BioNTech takes another leaf out of Daiichi playbook, paying $70M for HER3-directed ADC

BioNTech is flattering Daiichi Sankyo through imitation. Six months after picking up an Enhertu rival, the German biotech has paid $70 million upfront to MediLink Therapeutics for an antibody-drug conjugate (ADC) directed at a second receptor also targeted by Daiichi.

Working with AstraZeneca, Daiichi has begun to realize the long-unfulfilled promise of ADCs, establishing the HER2-directed ADC Enhertu as a major product and striving to validate a second partnered program that is targeting TROP2. Daiichi kept full rights to a third ADC candidate, the HER3-directed patritumab deruxtecan.

Sat on its COVID-19 billions, BioNTech has identified ADCs, and specifically targets pursued by Daiichi, as a good use of its cash. The biotech, which is best known for its mRNA platform, paid $170 million upfront for ex-China rights to ADCs against HER2 and another target in April.

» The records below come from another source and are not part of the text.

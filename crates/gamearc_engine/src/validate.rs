//! Guards that turn implausible directory values into typed errors.
//!
//! Every check runs before the value is used to seek or allocate, which keeps a corrupt or
//! mismatched archive from turning a garbage integer into a huge allocation or an
//! out-of-bounds read further down.

use bon::Builder;
use std::path::Path;

use crate::error::{Error, Result};

/// Default ceiling for directory entry counts
pub const DEFAULT_MAX_FILE_COUNT: u64 = 4_000_000;

/// Default ceiling for the byte length of an entry name
pub const DEFAULT_MAX_NAME_LENGTH: usize = 1024;

/// Default ceiling for nested directory depth
pub const DEFAULT_MAX_DEPTH: usize = 64;

/// Sanity ceilings applied while parsing directories
///
/// ```
/// use gamearc_engine::validate::Limits;
///
/// let limits = Limits::builder().max_file_count(10_000).build();
/// assert_eq!(limits.max_depth, gamearc_engine::validate::DEFAULT_MAX_DEPTH);
/// ```
#[derive(Debug, Clone, Copy, PartialEq, Eq, Builder)]
pub struct Limits {
    /// Largest entry count a directory may declare
    #[builder(default = DEFAULT_MAX_FILE_COUNT)]
    pub max_file_count: u64,

    /// Longest entry name accepted, in bytes
    #[builder(default = DEFAULT_MAX_NAME_LENGTH)]
    pub max_name_length: usize,

    /// Deepest directory nesting followed by recursive walks
    #[builder(default = DEFAULT_MAX_DEPTH)]
    pub max_depth: usize,
}

impl Default for Limits {
    fn default() -> Self {
        Limits::builder().build()
    }
}

/// Accept `value` as an absolute offset into an archive of `archive_size` bytes.
pub fn check_offset(value: impl Into<i128>, archive_size: u64) -> Result<u64> {
    let value = value.into();
    if value < 0 || value > archive_size as i128 {
        return Err(Error::InvalidOffset {
            value,
            archive_size,
        });
    }
    Ok(value as u64)
}

/// Accept `value` as a byte length, optionally no larger than the archive.
pub fn check_length(value: impl Into<i128>, archive_size: Option<u64>) -> Result<u64> {
    let value = value.into();
    let too_large = match archive_size {
        Some(size) => value > size as i128,
        None => value > u64::MAX as i128,
    };
    if value < 0 || too_large {
        return Err(Error::InvalidLength {
            value,
            limit: archive_size,
        });
    }
    Ok(value as u64)
}

/// Accept a payload span only if it ends inside the archive.
pub fn check_span(offset: u64, length: u64, archive_size: u64) -> Result<()> {
    check_offset(offset, archive_size)?;
    check_length(length, Some(archive_size - offset))?;
    Ok(())
}

/// Accept `value` as a number of directory entries.
pub fn check_file_count(value: impl Into<i128>, limits: &Limits) -> Result<usize> {
    let value = value.into();
    let implausible = || Error::ImplausibleCount {
        value,
        ceiling: limits.max_file_count,
    };

    if value < 0 || value > limits.max_file_count as i128 {
        return Err(implausible());
    }
    usize::try_from(value).map_err(|_| implausible())
}

/// Accept `value` as the stored length of an entry name.
pub fn check_filename_length(value: impl Into<i128>, limits: &Limits) -> Result<usize> {
    let value = value.into();
    if value <= 0 || value > limits.max_name_length as i128 {
        return Err(Error::InvalidName {
            name: String::new(),
            reason: "name length out of range",
        });
    }
    Ok(value as usize)
}

/// Accept `name` as an entry name: not empty, not too long, no control characters.
pub fn check_filename(name: &str, limits: &Limits) -> Result<()> {
    let reason = if name.is_empty() {
        "empty name"
    } else if name.len() > limits.max_name_length {
        "name too long"
    } else if name.chars().any(char::is_control) {
        "control character in name"
    } else {
        return Ok(());
    };

    Err(Error::InvalidName {
        name: name.to_owned(),
        reason,
    })
}

/// Whether `name` ends in one of `allowed`, compared case-insensitively.
///
/// This is a scoring signal only, never a reason to reject a file.
pub fn check_extension(name: Option<&str>, allowed: &[&str]) -> bool {
    let Some(extension) = name.and_then(|n| Path::new(n).extension()) else {
        return false;
    };
    let extension = extension.to_string_lossy();

    allowed
        .iter()
        .any(|candidate| candidate.eq_ignore_ascii_case(&extension))
}

#[cfg(test)]
mod test {
    use pretty_assertions::assert_eq;

    use crate::error::Error;
    use crate::validate::*;

    #[test]
    fn offsets_must_be_inside_the_archive() {
        assert_eq!(check_offset(0u32, 10).unwrap(), 0);
        assert_eq!(check_offset(10u32, 10).unwrap(), 10);
        assert!(matches!(
            check_offset(11u32, 10),
            Err(Error::InvalidOffset { value: 11, archive_size: 10 })
        ));
        assert!(matches!(
            check_offset(-1i32, 10),
            Err(Error::InvalidOffset { value: -1, .. })
        ));
    }

    #[test]
    fn lengths_and_spans() {
        assert_eq!(check_length(5u32, Some(5)).unwrap(), 5);
        assert_eq!(check_length(u64::MAX, None).unwrap(), u64::MAX);
        assert!(matches!(
            check_length(-4i64, None),
            Err(Error::InvalidLength { value: -4, limit: None })
        ));
        assert!(check_length(6u32, Some(5)).is_err());

        assert!(check_span(4, 6, 10).is_ok());
        assert!(check_span(4, 7, 10).is_err());
        assert!(check_span(11, 0, 10).is_err());
    }

    #[test]
    fn file_counts_respect_the_ceiling() {
        let limits = Limits::builder().max_file_count(100).build();

        assert_eq!(check_file_count(100u32, &limits).unwrap(), 100);
        assert!(matches!(
            check_file_count(101u32, &limits),
            Err(Error::ImplausibleCount { value: 101, ceiling: 100 })
        ));
        assert!(check_file_count(-1i32, &limits).is_err());
        assert!(check_file_count(u32::MAX, &Limits::default()).is_err());
    }

    #[test]
    fn filenames() {
        let limits = Limits::builder().max_name_length(8).build();

        assert!(check_filename("data.bin", &limits).is_ok());
        assert!(check_filename("", &limits).is_err());
        assert!(check_filename("long_name.bin", &limits).is_err());
        assert!(check_filename("a\nb", &limits).is_err());

        assert_eq!(check_filename_length(8u8, &limits).unwrap(), 8);
        assert!(check_filename_length(0u8, &limits).is_err());
        assert!(check_filename_length(9u8, &limits).is_err());
    }

    #[test]
    fn extensions_are_case_insensitive() {
        assert!(check_extension(Some("PATCH_00.TRE"), &["tre"]));
        assert!(check_extension(Some("dir/file.Arc"), &["u8", "arc"]));
        assert!(!check_extension(Some("file.tre.bak"), &["tre"]));
        assert!(!check_extension(Some("README"), &["tre"]));
        assert!(!check_extension(None, &["tre"]));
    }
}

Now, BioNTech has returned to China to add a HER3-directed ADC to its pipeline. MediLink began testing the ADC candidate in non-small cell lung cancer (NSCLC) and breast cancer late last year, building on its preclinical evidence that the ADC delivers its cytotoxic payload to tumor cells that express HER3 without causing significant toxicity to healthy tissues.

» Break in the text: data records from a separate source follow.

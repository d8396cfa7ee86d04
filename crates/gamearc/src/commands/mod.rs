use std::{fs::File, path::Path};

use gamearc_engine::{Archive, Source};
use miette::{Context, IntoDiagnostic, Result};

pub mod diff;
pub mod extract;
pub mod identify;
pub mod list;
pub mod pack;

#[derive(clap::Subcommand)]
pub enum Commands {
    /// Rank the formats matching each file
    Identify(identify::IdentifyArgs),
    /// List the entries of an archive
    List(list::ListArgs),
    /// Extract an archive into a directory
    Extract(extract::ExtractArgs),
    /// Build an archive from a directory
    Pack(pack::PackArgs),
    /// Compare the entries of two archives
    Diff(diff::DiffArgs),
}

impl Commands {
    pub fn handle(&self) -> miette::Result<()> {
        match self {
            Commands::Identify(identify) => identify.handle(),
            Commands::List(list) => list.handle(),
            Commands::Extract(extract) => extract.handle(),
            Commands::Pack(pack) => pack.handle(),
            Commands::Diff(diff) => diff.handle(),
        }
    }
}

/// Open `path` as the format named `format`, or as whichever format it looks like.
pub(crate) fn open_archive(path: &Path, format: Option<&str>) -> Result<Archive> {
    let source = Source::open(path).context(format!("path: {}", path.display()))?;
    let registry = gamearc_formats::registry();

    let archive = match format {
        Some(tag) => registry.extract(&source, tag),
        None => registry.open(&source),
    };
    archive.context(format!("reading {}", path.display()))
}

/// Create `path`, refusing to replace an existing file unless `overwrite` is set.
pub(crate) fn create_file(path: &Path, overwrite: bool) -> Result<File> {
    if overwrite {
        File::create(path)
    } else {
        File::create_new(path)
    }
    .into_diagnostic()
    .context(format!("creating {}", path.display()))
}
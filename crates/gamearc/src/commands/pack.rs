use std::{
    io::{BufWriter, Write},
    path::PathBuf,
};

use clap::Args;
use gamearc_engine::{Codecs, Entry, Source};
use itertools::Itertools;
use miette::{miette, Context, IntoDiagnostic, Result};
use tracing::info;
use walkdir::WalkDir;

use crate::commands::create_file;

#[derive(Args)]
pub struct PackArgs {
    /// An input directory
    #[arg(short, long, value_name = "DIR")]
    directory: PathBuf,

    /// A target archive
    #[arg(short, long, value_name = "FILE")]
    file: PathBuf,

    /// Format of the archive to build
    #[arg(long, value_name = "TAG")]
    format: String,

    /// Allow overwriting the target
    #[arg(long, default_value_t = false)]
    overwrite: bool,
}

impl PackArgs {
    fn collect_entries(&self) -> Result<Vec<Entry>> {
        let files = WalkDir::new(&self.directory)
            .sort_by_file_name()
            .into_iter()
            .filter_map(|e| e.ok())
            .filter(|e| !e.file_type().is_dir())
            .collect::<Vec<_>>();

        if files.is_empty() {
            return Err(miette!("directory is empty"));
        }

        files
            .iter()
            .map(|file| -> Result<Entry> {
                let relative = file
                    .path()
                    .strip_prefix(&self.directory)
                    .into_diagnostic()?;
                let name = relative
                    .components()
                    .map(|c| c.as_os_str().to_str())
                    .collect::<Option<Vec<_>>>()
                    .ok_or(miette!("unable to convert {} to a string", relative.display()))?
                    .into_iter()
                    .join("/");

                let data = std::fs::read(file.path())
                    .into_diagnostic()
                    .context(format!("reading {}", file.path().display()))?;
                let length = data.len() as u64;
                info!("adding {name}");

                Ok(Entry::new(name.clone(), Source::from_bytes(name, data), 0, length))
            })
            .collect()
    }

    pub fn handle(&self) -> Result<()> {
        let registry = gamearc_formats::registry();
        let plugin = registry
            .by_tag(&self.format)
            .ok_or(miette!("unknown format {:?}", self.format))?;
        if !plugin.descriptor().capabilities.write {
            return Err(miette!("{} archives cannot be written", plugin.descriptor().tag));
        }

        let entries = self.collect_entries()?;
        info!("creating {}", self.file.display());

        let mut out = BufWriter::new(create_file(&self.file, self.overwrite)?);
        registry
            .pack(&self.format, &entries, &Codecs::with_defaults(), &mut out)
            .context(format!("packing {}", self.file.display()))?;
        out.flush().into_diagnostic()?;

        info!("packed {} entries", entries.len());
        Ok(())
    }
}
mod common;

use std::collections::BTreeSet;

use common::{Blob, Demo};
use gamearc_engine::{ByteCursor, EntryTable, FormatPlugin, Source};
use proptest::prelude::*;

proptest! {
    #[test]
    fn scores_are_bounded_and_restore_the_cursor(
        bytes in proptest::collection::vec(any::<u8>(), 0..512),
        start in 0u64..512,
    ) {
        let mut cursor = ByteCursor::from_bytes(bytes).with_name("fuzz.demo");
        let start = start.min(cursor.len());
        cursor.seek(start).unwrap();

        let plugins: [&dyn FormatPlugin; 2] = [&Demo, &Blob];
        for plugin in plugins {
            let score = plugin.score(&mut cursor);
            prop_assert!(score.value() <= 100);
            prop_assert_eq!(cursor.tell(), start);
        }
    }

    #[test]
    fn inferred_lengths_cover_the_tail(
        offsets in proptest::collection::btree_set(0u64..4096, 1..64),
        slack in 0u64..128,
    ) {
        let offsets: BTreeSet<u64> = offsets;
        let size = offsets.iter().max().copied().unwrap_or_default() + slack;
        let source = Source::from_bytes("fuzz.dat", vec![0u8; size as usize]);

        let mut table = EntryTable::new(source, offsets.len());
        // reversed so directory order differs from offset order
        for &offset in offsets.iter().rev() {
            table.add_unnamed(offset, 0).unwrap();
        }
        table.infer_missing_lengths(size).unwrap();

        let first = *offsets.iter().next().unwrap();
        let total: u64 = table.iter().map(|e| e.length()).sum();
        prop_assert_eq!(total, size - first);
        for entry in table.iter() {
            prop_assert!(entry.offset() + entry.length() <= size);
        }
    }
}
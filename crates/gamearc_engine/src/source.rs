//! Shared handle to the bytes backing a container

use std::{
    fmt,
    path::Path,
    sync::{Arc, Mutex, MutexGuard, PoisonError},
};

use crate::{cursor::ByteCursor, error::Result, validate::check_span};

/// A container file or buffer shared by every entry parsed from it.
///
/// The cursor sits behind a mutex. Each payload read is a single seek followed by a read
/// under the lock, so entries sharing a source may be read from several threads.
pub struct Source {
    name: Box<str>,
    size: u64,
    cursor: Mutex<ByteCursor>,
}

impl fmt::Debug for Source {
    fn fmt(&self, f: &mut fmt::Formatter) -> fmt::Result {
        write!(f, "Source({:?}, {} bytes)", self.name, self.size)
    }
}

impl Source {
    /// Share an existing cursor. Its name, if any, becomes the source name.
    pub fn new(cursor: ByteCursor) -> Arc<Source> {
        Arc::new(Source {
            name: cursor.name().unwrap_or("<memory>").into(),
            size: cursor.len(),
            cursor: Mutex::new(cursor),
        })
    }

    /// Open a file on disk.
    pub fn open(path: impl AsRef<Path>) -> Result<Arc<Source>> {
        Ok(Source::new(ByteCursor::open(path)?))
    }

    /// Share an in-memory buffer under `name`.
    pub fn from_bytes(name: impl Into<String>, bytes: impl Into<Vec<u8>>) -> Arc<Source> {
        Source::new(ByteCursor::from_bytes(bytes).with_name(name))
    }

    /// Name of the file the bytes came from
    pub fn name(&self) -> &str {
        &self.name
    }

    /// Size of the source in bytes
    pub fn size(&self) -> u64 {
        self.size
    }

    /// Lock the cursor for a sequence of reads.
    ///
    /// The cursor position is undefined when the lock is taken; callers seek first. A panic
    /// while the lock was held cannot leave the bytes in a bad state, so poisoning is
    /// ignored.
    pub fn lock(&self) -> MutexGuard<'_, ByteCursor> {
        self.cursor.lock().unwrap_or_else(PoisonError::into_inner)
    }

    /// Read `length` bytes starting at `offset`.
    pub fn read_at(&self, offset: u64, length: u64) -> Result<Vec<u8>> {
        check_span(offset, length, self.size)?;

        let mut cursor = self.lock();
        cursor.seek(offset)?;
        cursor.read_bytes(length)
    }
}

#[cfg(test)]
mod test {
    use std::sync::Arc;
    use std::thread;

    use crate::error::Result;
    use crate::source::Source;

    #[test]
    fn read_at_is_bounds_checked() -> Result<()> {
        let source = Source::from_bytes("test.bin", b"0123456789".to_vec());

        assert_eq!(source.name(), "test.bin");
        assert_eq!(source.size(), 10);
        assert_eq!(source.read_at(2, 3)?, b"234");
        assert_eq!(source.read_at(10, 0)?, b"");
        assert!(source.read_at(8, 3).is_err());

        Ok(())
    }

    #[test]
    fn concurrent_reads_do_not_interfere() {
        let source = Source::from_bytes("test.bin", (0u8..=255).collect::<Vec<_>>());

        let handles: Vec<_> = (0u64..8)
            .map(|i| {
                let source = Arc::clone(&source);
                thread::spawn(move || {
                    for _ in 0..100 {
                        let bytes = source.read_at(i * 32, 32).unwrap();
                        assert_eq!(bytes[0] as u64, i * 32);
                        assert_eq!(bytes[31] as u64, i * 32 + 31);
                    }
                })
            })
            .collect();

        for handle in handles {
            handle.join().unwrap();
        }
    }
}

MediLink is retaining the rights to the candidate, YL202, in China, Hong Kong and Macau while offloading the rights in the rest of the world to BioNTech. The German biotech will end up paying more than $1 billion if the ADC hits all the development, regulatory and commercial milestones covered by the deal.

How much BioNTech ultimately pays will depend, in part, on whether HER3 lives up to expectations that it could be the next major ADC target. Interest in HER3 is built on evidence that the receptor is involved in cancers of the lung and breast but validation of the target is ongoing.

Daiichi is driving the validation work forward, with a potentially pivotal trial of its HER3 ADC set to reach primary completion in June. The study, which was previously scheduled to reach primary completion this year, is enrolling patients with EGFR-mutated NSCLC.

Patients with EGFR mutations were excluded from the trial that supported approval of Enhertu in NSCLC, leaving an opportunity for HER3 ADCs. Daiichi has generated evidence that HER3 mediates resistance to tyrosine kinase inhibitors, such as AstraZeneca’s Tagrisso, which are the standard first-line treatment for patients with EGFR-mutated NSCLC.